-- Activity --
State how many lines of the entries below hold the word "github"; reply with nothing but the number.

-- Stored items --
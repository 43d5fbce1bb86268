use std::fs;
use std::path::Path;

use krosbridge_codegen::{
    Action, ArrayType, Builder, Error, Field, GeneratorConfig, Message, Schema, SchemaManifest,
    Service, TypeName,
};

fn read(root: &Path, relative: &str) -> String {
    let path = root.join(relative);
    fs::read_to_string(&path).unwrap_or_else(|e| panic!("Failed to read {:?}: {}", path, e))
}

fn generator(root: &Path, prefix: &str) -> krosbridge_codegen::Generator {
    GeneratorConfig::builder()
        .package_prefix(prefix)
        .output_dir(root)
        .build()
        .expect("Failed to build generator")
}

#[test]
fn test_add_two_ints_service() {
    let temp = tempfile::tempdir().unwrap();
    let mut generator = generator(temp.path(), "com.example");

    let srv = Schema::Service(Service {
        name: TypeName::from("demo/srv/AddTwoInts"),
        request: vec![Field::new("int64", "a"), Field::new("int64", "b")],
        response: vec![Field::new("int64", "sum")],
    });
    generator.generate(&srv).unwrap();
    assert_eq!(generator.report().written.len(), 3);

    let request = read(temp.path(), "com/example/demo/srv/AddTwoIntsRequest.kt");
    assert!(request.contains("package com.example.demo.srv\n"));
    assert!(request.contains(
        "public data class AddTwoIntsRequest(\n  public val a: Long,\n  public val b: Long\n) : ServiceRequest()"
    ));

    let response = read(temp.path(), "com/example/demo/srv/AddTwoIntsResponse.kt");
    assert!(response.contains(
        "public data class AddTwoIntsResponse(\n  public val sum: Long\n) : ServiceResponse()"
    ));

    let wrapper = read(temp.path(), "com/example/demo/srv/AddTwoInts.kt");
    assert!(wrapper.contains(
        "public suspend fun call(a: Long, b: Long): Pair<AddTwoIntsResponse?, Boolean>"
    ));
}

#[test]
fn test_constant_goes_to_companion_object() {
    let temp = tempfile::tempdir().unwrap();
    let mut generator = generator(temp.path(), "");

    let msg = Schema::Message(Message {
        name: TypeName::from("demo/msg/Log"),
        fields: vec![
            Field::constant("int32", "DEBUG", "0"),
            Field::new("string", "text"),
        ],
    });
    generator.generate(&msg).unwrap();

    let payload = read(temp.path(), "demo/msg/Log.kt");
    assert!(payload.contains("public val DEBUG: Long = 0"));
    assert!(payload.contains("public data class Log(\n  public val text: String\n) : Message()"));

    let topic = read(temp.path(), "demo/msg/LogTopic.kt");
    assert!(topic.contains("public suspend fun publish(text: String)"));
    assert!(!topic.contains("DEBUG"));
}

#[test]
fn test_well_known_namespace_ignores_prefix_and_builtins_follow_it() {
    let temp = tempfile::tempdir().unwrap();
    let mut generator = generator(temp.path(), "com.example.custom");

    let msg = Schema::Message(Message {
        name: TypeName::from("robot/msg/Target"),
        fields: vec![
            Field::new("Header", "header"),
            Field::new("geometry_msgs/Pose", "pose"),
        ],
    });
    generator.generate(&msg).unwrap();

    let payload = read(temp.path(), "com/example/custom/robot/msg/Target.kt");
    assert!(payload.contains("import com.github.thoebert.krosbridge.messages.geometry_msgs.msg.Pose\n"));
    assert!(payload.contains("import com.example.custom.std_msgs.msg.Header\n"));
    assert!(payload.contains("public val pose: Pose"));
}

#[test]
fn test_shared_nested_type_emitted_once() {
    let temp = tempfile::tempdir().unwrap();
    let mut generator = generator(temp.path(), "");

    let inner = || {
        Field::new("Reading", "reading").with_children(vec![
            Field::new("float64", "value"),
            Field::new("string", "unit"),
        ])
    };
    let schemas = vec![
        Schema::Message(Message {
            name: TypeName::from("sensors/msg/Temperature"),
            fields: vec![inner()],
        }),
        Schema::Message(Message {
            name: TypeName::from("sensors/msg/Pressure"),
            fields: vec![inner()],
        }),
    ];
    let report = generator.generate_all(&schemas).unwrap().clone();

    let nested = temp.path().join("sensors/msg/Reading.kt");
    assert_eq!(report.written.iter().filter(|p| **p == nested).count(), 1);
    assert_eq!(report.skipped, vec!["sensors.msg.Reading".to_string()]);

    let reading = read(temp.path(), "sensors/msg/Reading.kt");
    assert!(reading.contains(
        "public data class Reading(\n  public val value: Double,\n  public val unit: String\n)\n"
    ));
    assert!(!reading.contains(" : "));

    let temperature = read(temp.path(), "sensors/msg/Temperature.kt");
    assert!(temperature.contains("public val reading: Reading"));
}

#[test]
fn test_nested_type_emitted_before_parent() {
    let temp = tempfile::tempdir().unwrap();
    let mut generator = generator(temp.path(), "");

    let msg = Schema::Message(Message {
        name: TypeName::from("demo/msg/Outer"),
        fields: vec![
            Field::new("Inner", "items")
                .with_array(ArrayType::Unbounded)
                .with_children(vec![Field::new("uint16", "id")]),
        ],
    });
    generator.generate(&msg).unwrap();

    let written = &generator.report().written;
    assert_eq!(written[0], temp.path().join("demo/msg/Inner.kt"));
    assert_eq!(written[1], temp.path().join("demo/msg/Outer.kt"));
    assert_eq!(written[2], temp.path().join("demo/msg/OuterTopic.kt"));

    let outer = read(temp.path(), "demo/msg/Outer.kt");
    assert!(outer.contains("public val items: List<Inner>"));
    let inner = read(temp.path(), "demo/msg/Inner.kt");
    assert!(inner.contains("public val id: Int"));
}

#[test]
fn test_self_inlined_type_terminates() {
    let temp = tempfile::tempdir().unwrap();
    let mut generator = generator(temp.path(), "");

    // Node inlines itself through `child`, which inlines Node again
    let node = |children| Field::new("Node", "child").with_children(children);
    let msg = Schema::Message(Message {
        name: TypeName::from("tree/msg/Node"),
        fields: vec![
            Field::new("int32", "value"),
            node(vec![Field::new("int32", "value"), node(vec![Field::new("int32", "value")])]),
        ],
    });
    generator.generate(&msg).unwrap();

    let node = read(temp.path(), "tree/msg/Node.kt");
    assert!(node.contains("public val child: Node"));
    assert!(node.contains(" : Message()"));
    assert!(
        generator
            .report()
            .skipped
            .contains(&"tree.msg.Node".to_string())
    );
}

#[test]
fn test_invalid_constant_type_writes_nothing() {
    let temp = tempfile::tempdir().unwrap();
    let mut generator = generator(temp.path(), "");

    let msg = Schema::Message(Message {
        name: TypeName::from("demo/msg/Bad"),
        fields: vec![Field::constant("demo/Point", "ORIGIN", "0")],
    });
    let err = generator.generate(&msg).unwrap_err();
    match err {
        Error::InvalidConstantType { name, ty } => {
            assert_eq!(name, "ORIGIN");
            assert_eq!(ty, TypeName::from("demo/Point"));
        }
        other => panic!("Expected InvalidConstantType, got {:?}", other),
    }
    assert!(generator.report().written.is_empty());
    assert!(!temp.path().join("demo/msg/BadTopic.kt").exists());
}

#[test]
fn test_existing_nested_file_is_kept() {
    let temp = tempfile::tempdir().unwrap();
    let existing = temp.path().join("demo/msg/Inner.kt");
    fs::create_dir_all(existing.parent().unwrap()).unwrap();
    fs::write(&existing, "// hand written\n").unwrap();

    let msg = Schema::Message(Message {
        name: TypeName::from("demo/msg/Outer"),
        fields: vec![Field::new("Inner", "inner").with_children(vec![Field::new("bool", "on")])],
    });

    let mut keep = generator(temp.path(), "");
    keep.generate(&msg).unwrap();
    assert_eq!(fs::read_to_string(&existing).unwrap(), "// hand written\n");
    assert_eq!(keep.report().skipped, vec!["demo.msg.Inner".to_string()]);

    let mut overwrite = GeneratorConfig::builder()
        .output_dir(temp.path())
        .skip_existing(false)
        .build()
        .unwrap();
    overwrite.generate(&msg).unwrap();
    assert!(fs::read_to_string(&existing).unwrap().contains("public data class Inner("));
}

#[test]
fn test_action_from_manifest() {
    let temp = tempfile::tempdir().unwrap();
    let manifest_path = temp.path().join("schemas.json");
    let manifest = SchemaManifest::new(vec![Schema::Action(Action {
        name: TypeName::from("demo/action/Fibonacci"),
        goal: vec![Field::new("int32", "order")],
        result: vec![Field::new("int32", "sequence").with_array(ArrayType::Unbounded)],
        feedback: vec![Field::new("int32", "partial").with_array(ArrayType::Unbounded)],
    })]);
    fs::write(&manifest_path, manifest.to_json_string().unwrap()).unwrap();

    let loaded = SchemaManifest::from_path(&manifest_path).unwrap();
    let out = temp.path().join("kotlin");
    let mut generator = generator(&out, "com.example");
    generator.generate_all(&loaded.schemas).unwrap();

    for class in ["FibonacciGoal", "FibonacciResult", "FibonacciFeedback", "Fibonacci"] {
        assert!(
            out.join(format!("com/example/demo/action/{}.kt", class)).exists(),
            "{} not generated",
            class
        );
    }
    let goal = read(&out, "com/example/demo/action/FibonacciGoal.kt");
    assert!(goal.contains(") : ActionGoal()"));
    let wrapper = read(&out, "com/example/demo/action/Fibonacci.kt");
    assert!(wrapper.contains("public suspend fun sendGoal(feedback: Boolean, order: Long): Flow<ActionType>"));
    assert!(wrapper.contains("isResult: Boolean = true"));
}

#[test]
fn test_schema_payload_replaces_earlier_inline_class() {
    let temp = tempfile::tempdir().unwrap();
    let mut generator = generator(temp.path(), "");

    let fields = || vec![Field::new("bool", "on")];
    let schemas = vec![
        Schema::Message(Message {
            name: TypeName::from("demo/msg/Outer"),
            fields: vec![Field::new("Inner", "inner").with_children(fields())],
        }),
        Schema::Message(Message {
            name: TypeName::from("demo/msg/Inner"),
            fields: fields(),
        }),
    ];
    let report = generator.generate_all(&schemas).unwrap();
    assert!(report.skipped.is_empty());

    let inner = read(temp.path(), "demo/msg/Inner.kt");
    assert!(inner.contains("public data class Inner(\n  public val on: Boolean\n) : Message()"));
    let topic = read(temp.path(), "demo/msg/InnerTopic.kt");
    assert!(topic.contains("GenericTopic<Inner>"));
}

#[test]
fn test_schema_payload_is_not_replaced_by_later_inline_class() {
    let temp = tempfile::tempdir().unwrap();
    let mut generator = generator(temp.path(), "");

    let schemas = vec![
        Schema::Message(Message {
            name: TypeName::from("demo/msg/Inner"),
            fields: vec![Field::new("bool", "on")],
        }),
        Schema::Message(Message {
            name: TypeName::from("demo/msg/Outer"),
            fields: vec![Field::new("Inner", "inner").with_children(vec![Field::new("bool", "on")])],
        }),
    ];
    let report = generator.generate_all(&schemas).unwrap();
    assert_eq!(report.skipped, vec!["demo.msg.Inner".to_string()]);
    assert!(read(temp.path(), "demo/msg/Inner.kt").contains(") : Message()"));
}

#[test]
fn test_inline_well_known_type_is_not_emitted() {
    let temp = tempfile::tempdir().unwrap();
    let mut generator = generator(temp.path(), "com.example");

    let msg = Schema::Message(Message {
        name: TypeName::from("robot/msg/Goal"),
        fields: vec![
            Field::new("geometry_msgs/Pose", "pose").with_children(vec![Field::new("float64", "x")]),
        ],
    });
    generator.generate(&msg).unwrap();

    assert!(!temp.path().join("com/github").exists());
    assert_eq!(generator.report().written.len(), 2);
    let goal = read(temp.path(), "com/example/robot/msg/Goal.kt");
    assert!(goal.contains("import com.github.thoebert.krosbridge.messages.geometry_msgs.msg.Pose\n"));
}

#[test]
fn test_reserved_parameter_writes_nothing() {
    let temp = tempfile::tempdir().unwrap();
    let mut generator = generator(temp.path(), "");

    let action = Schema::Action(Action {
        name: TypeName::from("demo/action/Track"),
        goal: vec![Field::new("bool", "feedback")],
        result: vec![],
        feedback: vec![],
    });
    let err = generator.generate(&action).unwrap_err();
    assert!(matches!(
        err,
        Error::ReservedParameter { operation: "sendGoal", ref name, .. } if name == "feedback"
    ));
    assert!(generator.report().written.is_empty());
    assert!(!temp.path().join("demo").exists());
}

-- The answer --
3